EDITORIAL par Félicité VINCENT Rédactrice en chef Bienvenue à RADIOTAMTAM AFRICA, où nous nous demandons ce que l'avenir réserve à la CEDEAO. Edito 27 février 2024
27 février 2024 - 20:57 - 1950vues
Par Félicité VINCENT - L'effondrement d'un édiffice construit sur le sable mouvant
Bonjour! Bienvenue à RADIOTAMTAM AFRICA, où nous nous demandons ce que l'avenir réserve à la Cedeao. La réputation du bloc économique ouest-africain a été mise à mal au cours des derniers mois, culminant avec une chute ce week-end lorsqu'il a levé la plupart des sanctions imposées au Niger à la suite du coup d'État de l'année dernière, sans obtenir la libération de l'ancien président du pays détenu.
Pour être clair, la levée des sanctions – une mesure que le bloc a déclaré avoir prise « pour des raisons purement humanitaires » – était la bonne chose à faire. La population du Niger, l'un des pays les plus pauvres du monde, souffre des sanctions destinées à faire pression sur le petit groupe de soldats à l'origine du coup d'État. "La Cedeao pensait que les gens se battraient et manifesteraient contre le gouvernement, mais ce n'est pas le cas", m'a dit un diplomate basé au Niger. Au lieu de cela, cela a simplement rendu la vie encore plus difficile aux gens ordinaires avec des instruments contondants qui n’ont pas réussi à atteindre les cibles visées. Et il n’y a aucun moyen de dissuasion pour faire réfléchir les autres putschistes à deux fois avant de tenter un coup d’État.
La Cedeao est punie pour sa gestion maladroite de la crise démocratique dans la région. La menace vide de sens de recourir à la force militaire pour renverser les putschistes du Niger était peu judicieuse et a provoqué la première grande chute. Depuis lors, la Cedeao a été déjouée à plusieurs reprises par le trio indiscipliné que sont le Niger, le Mali et le Burkina Faso, qui ont sapé l'intégration économique et stratégique étroite qui est le principe fondateur de l'existence du bloc avec leur décision de quitter le groupe. Sur le plan de la sécurité, les trois pays se tournent de plus en plus vers l’aide de la Russie, et on parle même d’États séparatistes cherchant à créer leur propre monnaie .

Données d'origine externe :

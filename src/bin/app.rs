use adapter::{database::connect_database_with, redis::RedisClient};
use anyhow::{Context, Result};
use axum::Router;
use registry::AppRegistry;
use shared::config::AppConfig;
use shared::env::{which, Environment};
use std::{
    net::{Ipv4Addr, SocketAddr},
    sync::Arc,
};
use tokio::net::TcpListener;
use tower_http::trace::{DefaultMakeSpan, DefaultOnRequest, DefaultOnResponse, TraceLayer};
use tower_http::LatencyUnit;
use tracing::Level;
use tracing_subscriber::layer::SubscriberExt;
use tracing_subscriber::util::SubscriberInitExt;
use tracing_subscriber::EnvFilter;

#[tokio::main]
async fn main() -> Result<()> {
    init_logger()?;
    bootstrap().await
}

fn init_logger() -> Result<()> {
    let log_level = match which() {
        Environment::Development => "debug",
        Environment::Production => "info",
    };

    let env_filter = EnvFilter::try_from_default_env().unwrap_or_else(|_| log_level.into());

    let subscriber = tracing_subscriber::fmt::layer()
        .with_file(true)
        .with_line_number(true)
        .with_target(false);

    tracing_subscriber::registry()
        .with(subscriber)
        .with(env_filter)
        .try_init()?;

    Ok(())
}

async fn bootstrap() -> Result<()> {
    let app_config = AppConfig::new()?;
    let pool = connect_database_with(&app_config.database);
    let kv = Arc::new(RedisClient::new(&app_config.redis)?);

    let registry = AppRegistry::new(pool, kv, app_config);

    let app = Router::new()
        .merge(api::route::v1::routes())
        .layer(
            TraceLayer::new_for_http()
                .make_span_with(DefaultMakeSpan::new().level(Level::INFO))
                .on_request(DefaultOnRequest::new().level(Level::INFO))
                .on_response(
                    DefaultOnResponse::new()
                        .level(Level::INFO)
                        .latency_unit(LatencyUnit::Millis),
                ),
        )
        .with_state(registry);

    let addr = SocketAddr::new(Ipv4Addr::LOCALHOST.into(), 8080);
    let listener = TcpListener::bind(addr).await?;
    tracing::info!("Listening on {}", addr);
    axum::serve(listener, app)
        .await
        .context("Unexpected error happened in server")
        .inspect_err(|e| {
            tracing::error!(
                error.cause_chain = ?e, error.message = %e, "Unexpected error"
            )
        })
}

Le président nigérian Bola Tinubu semblait déterminé à revigorer la Cedeao lorsqu'il en a pris la présidence l'année dernière. Au lieu de cela, le bloc semble désormais faible et inefficace dans la lutte contre les insurrections et les troubles politiques dans la région. Comme Yinka l’a illustré dans un simple post sur X , la Cedeao semble s’effondrer sous nos yeux.